#### [STORED DATA]
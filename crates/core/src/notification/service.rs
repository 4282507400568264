//! Notification creation service.

use std::sync::Arc;

use tracing::debug;

use savium_shared::types::UserId;
use savium_shared::AppResult;

use super::repository::NotificationRepository;
use super::types::{NewNotification, Notification, NotificationDraft};

/// Thin service over the notification port with multi-recipient fan-out.
pub struct NotificationService {
    notifications: Arc<dyn NotificationRepository>,
}

impl NotificationService {
    /// Creates a new service over the notification port.
    pub fn new(notifications: Arc<dyn NotificationRepository>) -> Self {
        Self { notifications }
    }

    /// Creates a single notification record.
    pub async fn notify(&self, notification: NewNotification) -> AppResult<Notification> {
        let stored = self.notifications.create(notification).await?;
        debug!(
            notification_id = %stored.id,
            user_id = %stored.user_id,
            category = ?stored.category,
            "notification created"
        );
        Ok(stored)
    }

    /// Fans a draft out to every recipient. Returns the number created.
    pub async fn notify_all(
        &self,
        recipients: &[UserId],
        draft: &NotificationDraft,
    ) -> AppResult<usize> {
        for user_id in recipients {
            self.notify(draft.for_user(*user_id)).await?;
        }
        Ok(recipients.len())
    }
}
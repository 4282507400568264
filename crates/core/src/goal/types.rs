//! Goal and contribution schedule data types.

use chrono::{DateTime, NaiveDate, Utc};
use rust_decimal::Decimal;
use serde::{Deserialize, Serialize};

use savium_shared::types::{ContributionId, GoalId, ScheduleEntryId, UserId};

/// A savings goal with a deadline.
#[derive(Debug, Clone, Serialize, Deserialize)]
pub struct Goal {
    /// Goal ID.
    pub id: GoalId,
    /// User who owns the goal.
    pub owner_id: UserId,
    /// Optional shared co-owner; receives parallel notifications but does
    /// not own the row.
    pub co_owner_id: Option<UserId>,
    /// Goal name.
    pub name: String,
    /// Amount to save by the end date.
    pub target_amount: Decimal,
    /// Amount saved so far.
    pub current_amount: Decimal,
    /// Deadline for reaching the target.
    pub end_date: NaiveDate,
    /// Days between planned contributions; absent means daily.
    pub contribution_frequency_days: Option<u32>,
    /// Fixed per-installment amount; absent or zero means auto-computed.
    pub contribution_amount: Option<Decimal>,
    /// Creation timestamp.
    pub created_at: DateTime<Utc>,
}

impl Goal {
    /// Amount still needed to reach the target. May be negative when the
    /// goal is overfunded.
    #[must_use]
    pub fn remaining_amount(&self) -> Decimal {
        self.target_amount - self.current_amount
    }

    /// Returns true once the target has been reached or exceeded.
    #[must_use]
    pub fn is_met(&self) -> bool {
        self.remaining_amount() <= Decimal::ZERO
    }

    /// Whole days from `today` until the end date (negative when past due).
    #[must_use]
    pub fn days_remaining(&self, today: NaiveDate) -> i64 {
        (self.end_date - today).num_days()
    }

    /// The explicit per-installment amount, if one is set and positive.
    /// A stored zero means "auto".
    #[must_use]
    pub fn fixed_installment_amount(&self) -> Option<Decimal> {
        self.contribution_amount.filter(|a| *a > Decimal::ZERO)
    }

    /// Everyone who should hear about this goal: the owner plus the
    /// co-owner when one is set.
    #[must_use]
    pub fn members(&self) -> Vec<UserId> {
        let mut members = vec![self.owner_id];
        if let Some(co_owner) = self.co_owner_id {
            members.push(co_owner);
        }
        members
    }
}

/// A recorded contribution toward a goal. Immutable once created.
#[derive(Debug, Clone, Serialize, Deserialize)]
pub struct GoalContribution {
    /// Contribution ID.
    pub id: ContributionId,
    /// Goal this contribution belongs to.
    pub goal_id: GoalId,
    /// User who contributed.
    pub user_id: UserId,
    /// Contributed amount.
    pub amount: Decimal,
    /// Date of the contribution.
    pub date: NaiveDate,
}

/// Lifecycle status of a schedule entry.
#[derive(Debug, Clone, Copy, PartialEq, Eq, Serialize, Deserialize)]
#[serde(rename_all = "lowercase")]
pub enum ScheduleStatus {
    /// Waiting for a matching contribution.
    Pending,
    /// Fulfilled by a contribution.
    Completed,
    /// Skipped by the user.
    Skipped,
}

/// A planned future contribution toward a goal.
///
/// Created by the schedule generator with status `Pending`; the amount is
/// mutated only by recalculation and only while still pending.
#[derive(Debug, Clone, Serialize, Deserialize)]
pub struct GoalContributionSchedule {
    /// Schedule entry ID.
    pub id: ScheduleEntryId,
    /// Goal this entry belongs to.
    pub goal_id: GoalId,
    /// User the entry was planned for.
    pub user_id: UserId,
    /// Date the contribution is due.
    pub scheduled_date: NaiveDate,
    /// Planned amount.
    pub amount: Decimal,
    /// Current lifecycle status.
    pub status: ScheduleStatus,
    /// Contribution that fulfilled this entry, once completed.
    pub contribution_id: Option<ContributionId>,
}

impl GoalContributionSchedule {
    /// Returns true while the entry is still open for recalculation.
    #[must_use]
    pub fn is_pending(&self) -> bool {
        self.status == ScheduleStatus::Pending
    }
}

/// Input for persisting a newly planned schedule entry.
#[derive(Debug, Clone)]
pub struct NewScheduleEntry {
    /// Goal the entry belongs to.
    pub goal_id: GoalId,
    /// User the entry is planned for.
    pub user_id: UserId,
    /// Date the contribution is due.
    pub scheduled_date: NaiveDate,
    /// Planned amount.
    pub amount: Decimal,
}

/// A date/amount pair produced by the schedule generator before persistence.
#[derive(Debug, Clone, PartialEq, Eq)]
pub struct PlannedInstallment {
    /// Date the contribution is due.
    pub date: NaiveDate,
    /// Planned amount.
    pub amount: Decimal,
}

#### [ACTION ITEM]
The count of lines above that contain "async" is all that should be given.

#### [RESPONSE AREA]
2